### Work request
Where a line in the listing below holds "tracing", add it to the tally, and reply with that tally alone.

### Data for the task
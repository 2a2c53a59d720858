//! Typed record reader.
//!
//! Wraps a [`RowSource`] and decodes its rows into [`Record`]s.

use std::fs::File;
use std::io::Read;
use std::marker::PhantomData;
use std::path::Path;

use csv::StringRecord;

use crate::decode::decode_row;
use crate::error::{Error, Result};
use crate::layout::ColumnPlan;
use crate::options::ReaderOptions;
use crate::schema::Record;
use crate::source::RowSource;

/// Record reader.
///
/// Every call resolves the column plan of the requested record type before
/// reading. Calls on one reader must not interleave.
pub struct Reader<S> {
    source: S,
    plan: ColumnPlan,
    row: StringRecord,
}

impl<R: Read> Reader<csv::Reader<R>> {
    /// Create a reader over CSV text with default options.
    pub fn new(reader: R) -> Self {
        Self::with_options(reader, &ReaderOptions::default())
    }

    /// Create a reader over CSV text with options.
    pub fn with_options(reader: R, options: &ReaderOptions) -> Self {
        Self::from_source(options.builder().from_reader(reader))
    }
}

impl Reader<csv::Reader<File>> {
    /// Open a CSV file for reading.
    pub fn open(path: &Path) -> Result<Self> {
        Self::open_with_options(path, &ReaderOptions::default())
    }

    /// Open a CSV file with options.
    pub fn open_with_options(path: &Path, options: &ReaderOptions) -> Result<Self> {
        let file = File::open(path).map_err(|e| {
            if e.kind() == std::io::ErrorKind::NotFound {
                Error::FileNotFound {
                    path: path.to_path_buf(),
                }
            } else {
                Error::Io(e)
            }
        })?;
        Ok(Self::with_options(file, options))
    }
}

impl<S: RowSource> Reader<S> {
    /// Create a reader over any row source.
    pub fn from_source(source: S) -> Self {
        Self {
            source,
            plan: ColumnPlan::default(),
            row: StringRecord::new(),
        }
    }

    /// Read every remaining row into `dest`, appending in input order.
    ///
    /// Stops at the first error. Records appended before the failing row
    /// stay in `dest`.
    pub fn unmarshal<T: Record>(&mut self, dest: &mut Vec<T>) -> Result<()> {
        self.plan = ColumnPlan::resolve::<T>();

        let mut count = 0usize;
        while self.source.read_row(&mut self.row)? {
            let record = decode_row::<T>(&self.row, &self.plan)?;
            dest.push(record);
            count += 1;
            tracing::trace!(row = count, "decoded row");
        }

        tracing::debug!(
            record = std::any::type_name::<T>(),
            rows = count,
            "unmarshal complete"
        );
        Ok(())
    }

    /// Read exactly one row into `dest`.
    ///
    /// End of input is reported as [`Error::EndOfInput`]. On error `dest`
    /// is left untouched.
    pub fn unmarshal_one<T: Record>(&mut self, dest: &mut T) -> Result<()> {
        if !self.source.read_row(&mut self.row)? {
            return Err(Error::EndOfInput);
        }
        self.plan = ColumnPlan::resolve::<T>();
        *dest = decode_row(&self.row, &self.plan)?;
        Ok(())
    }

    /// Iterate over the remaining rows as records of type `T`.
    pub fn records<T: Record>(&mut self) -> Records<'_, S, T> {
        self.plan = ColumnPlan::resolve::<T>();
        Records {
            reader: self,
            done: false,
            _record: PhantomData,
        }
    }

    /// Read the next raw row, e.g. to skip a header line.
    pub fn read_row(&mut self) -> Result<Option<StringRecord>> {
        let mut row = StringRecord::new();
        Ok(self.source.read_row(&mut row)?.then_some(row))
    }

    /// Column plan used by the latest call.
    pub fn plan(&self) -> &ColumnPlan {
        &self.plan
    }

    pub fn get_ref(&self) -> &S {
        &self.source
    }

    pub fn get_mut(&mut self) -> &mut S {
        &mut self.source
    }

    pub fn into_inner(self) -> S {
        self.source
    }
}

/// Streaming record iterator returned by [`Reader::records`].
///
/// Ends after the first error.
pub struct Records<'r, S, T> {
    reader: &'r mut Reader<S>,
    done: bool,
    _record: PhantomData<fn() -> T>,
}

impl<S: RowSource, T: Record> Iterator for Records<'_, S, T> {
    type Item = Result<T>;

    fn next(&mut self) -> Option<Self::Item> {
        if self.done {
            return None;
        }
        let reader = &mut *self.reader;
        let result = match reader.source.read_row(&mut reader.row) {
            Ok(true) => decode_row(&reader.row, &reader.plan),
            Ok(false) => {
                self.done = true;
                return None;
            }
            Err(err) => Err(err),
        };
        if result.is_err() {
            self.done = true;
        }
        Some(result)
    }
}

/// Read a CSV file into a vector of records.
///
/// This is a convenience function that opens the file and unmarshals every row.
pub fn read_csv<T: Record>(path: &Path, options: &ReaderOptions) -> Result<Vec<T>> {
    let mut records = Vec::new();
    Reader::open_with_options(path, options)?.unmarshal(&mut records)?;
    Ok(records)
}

==

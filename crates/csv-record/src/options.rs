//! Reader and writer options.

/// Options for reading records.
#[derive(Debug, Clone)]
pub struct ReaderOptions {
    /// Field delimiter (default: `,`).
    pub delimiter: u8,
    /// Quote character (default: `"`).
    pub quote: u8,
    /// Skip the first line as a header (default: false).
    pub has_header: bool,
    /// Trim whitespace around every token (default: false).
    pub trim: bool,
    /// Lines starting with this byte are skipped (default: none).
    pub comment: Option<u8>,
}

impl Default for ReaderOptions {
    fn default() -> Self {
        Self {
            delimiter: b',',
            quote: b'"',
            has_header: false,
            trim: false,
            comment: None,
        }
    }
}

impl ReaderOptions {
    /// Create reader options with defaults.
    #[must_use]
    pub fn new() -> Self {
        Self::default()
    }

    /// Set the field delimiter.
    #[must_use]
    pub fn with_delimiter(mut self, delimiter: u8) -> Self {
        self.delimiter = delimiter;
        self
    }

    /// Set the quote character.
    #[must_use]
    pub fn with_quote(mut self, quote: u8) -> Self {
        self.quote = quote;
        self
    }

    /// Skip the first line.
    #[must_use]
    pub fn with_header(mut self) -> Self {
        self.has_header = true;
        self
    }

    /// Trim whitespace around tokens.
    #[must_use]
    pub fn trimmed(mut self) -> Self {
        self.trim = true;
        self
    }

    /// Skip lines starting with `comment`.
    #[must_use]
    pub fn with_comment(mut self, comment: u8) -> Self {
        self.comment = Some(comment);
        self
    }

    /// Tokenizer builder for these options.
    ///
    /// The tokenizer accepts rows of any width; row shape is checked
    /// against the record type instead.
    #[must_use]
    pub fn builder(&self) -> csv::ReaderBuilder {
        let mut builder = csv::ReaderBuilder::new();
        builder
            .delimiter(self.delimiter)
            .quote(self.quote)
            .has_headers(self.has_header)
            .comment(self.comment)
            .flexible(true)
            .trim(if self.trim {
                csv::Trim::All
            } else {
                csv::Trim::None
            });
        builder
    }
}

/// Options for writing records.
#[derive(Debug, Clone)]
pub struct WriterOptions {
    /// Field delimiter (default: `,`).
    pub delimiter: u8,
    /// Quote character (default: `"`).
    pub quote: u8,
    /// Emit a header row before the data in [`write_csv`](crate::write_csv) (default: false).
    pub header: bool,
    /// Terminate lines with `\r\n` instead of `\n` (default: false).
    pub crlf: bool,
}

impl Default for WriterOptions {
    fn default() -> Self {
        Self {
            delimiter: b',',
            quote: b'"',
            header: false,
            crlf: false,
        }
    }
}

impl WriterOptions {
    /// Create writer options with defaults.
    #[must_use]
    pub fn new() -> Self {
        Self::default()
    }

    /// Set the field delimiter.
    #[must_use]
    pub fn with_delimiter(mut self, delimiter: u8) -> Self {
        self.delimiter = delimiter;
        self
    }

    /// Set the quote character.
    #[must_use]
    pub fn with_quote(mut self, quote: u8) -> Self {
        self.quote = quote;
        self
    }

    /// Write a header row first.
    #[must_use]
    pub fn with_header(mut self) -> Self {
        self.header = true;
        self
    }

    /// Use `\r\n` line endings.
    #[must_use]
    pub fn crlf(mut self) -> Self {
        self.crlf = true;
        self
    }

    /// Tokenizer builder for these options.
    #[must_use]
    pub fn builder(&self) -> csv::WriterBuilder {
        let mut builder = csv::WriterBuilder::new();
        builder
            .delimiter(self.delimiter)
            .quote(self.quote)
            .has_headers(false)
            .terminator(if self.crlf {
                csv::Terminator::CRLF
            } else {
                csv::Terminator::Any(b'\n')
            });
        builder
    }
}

...

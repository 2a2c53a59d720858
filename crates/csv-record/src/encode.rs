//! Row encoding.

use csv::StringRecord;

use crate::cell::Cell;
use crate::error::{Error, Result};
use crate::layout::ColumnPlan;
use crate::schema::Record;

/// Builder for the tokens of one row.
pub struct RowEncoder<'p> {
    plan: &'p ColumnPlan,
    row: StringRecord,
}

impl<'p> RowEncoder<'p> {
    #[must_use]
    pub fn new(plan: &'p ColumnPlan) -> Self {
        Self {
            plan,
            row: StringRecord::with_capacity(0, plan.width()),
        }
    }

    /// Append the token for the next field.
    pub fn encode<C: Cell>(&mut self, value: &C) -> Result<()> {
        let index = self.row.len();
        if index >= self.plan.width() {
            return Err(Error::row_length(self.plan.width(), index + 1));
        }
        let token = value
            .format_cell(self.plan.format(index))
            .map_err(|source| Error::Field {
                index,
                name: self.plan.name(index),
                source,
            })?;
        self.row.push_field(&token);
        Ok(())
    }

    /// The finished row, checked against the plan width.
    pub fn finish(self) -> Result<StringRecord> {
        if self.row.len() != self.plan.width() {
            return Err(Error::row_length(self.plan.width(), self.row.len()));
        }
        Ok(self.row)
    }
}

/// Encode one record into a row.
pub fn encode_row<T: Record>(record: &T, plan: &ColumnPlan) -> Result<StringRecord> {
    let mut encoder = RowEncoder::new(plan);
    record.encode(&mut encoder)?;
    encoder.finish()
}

### Answer to the exercise
2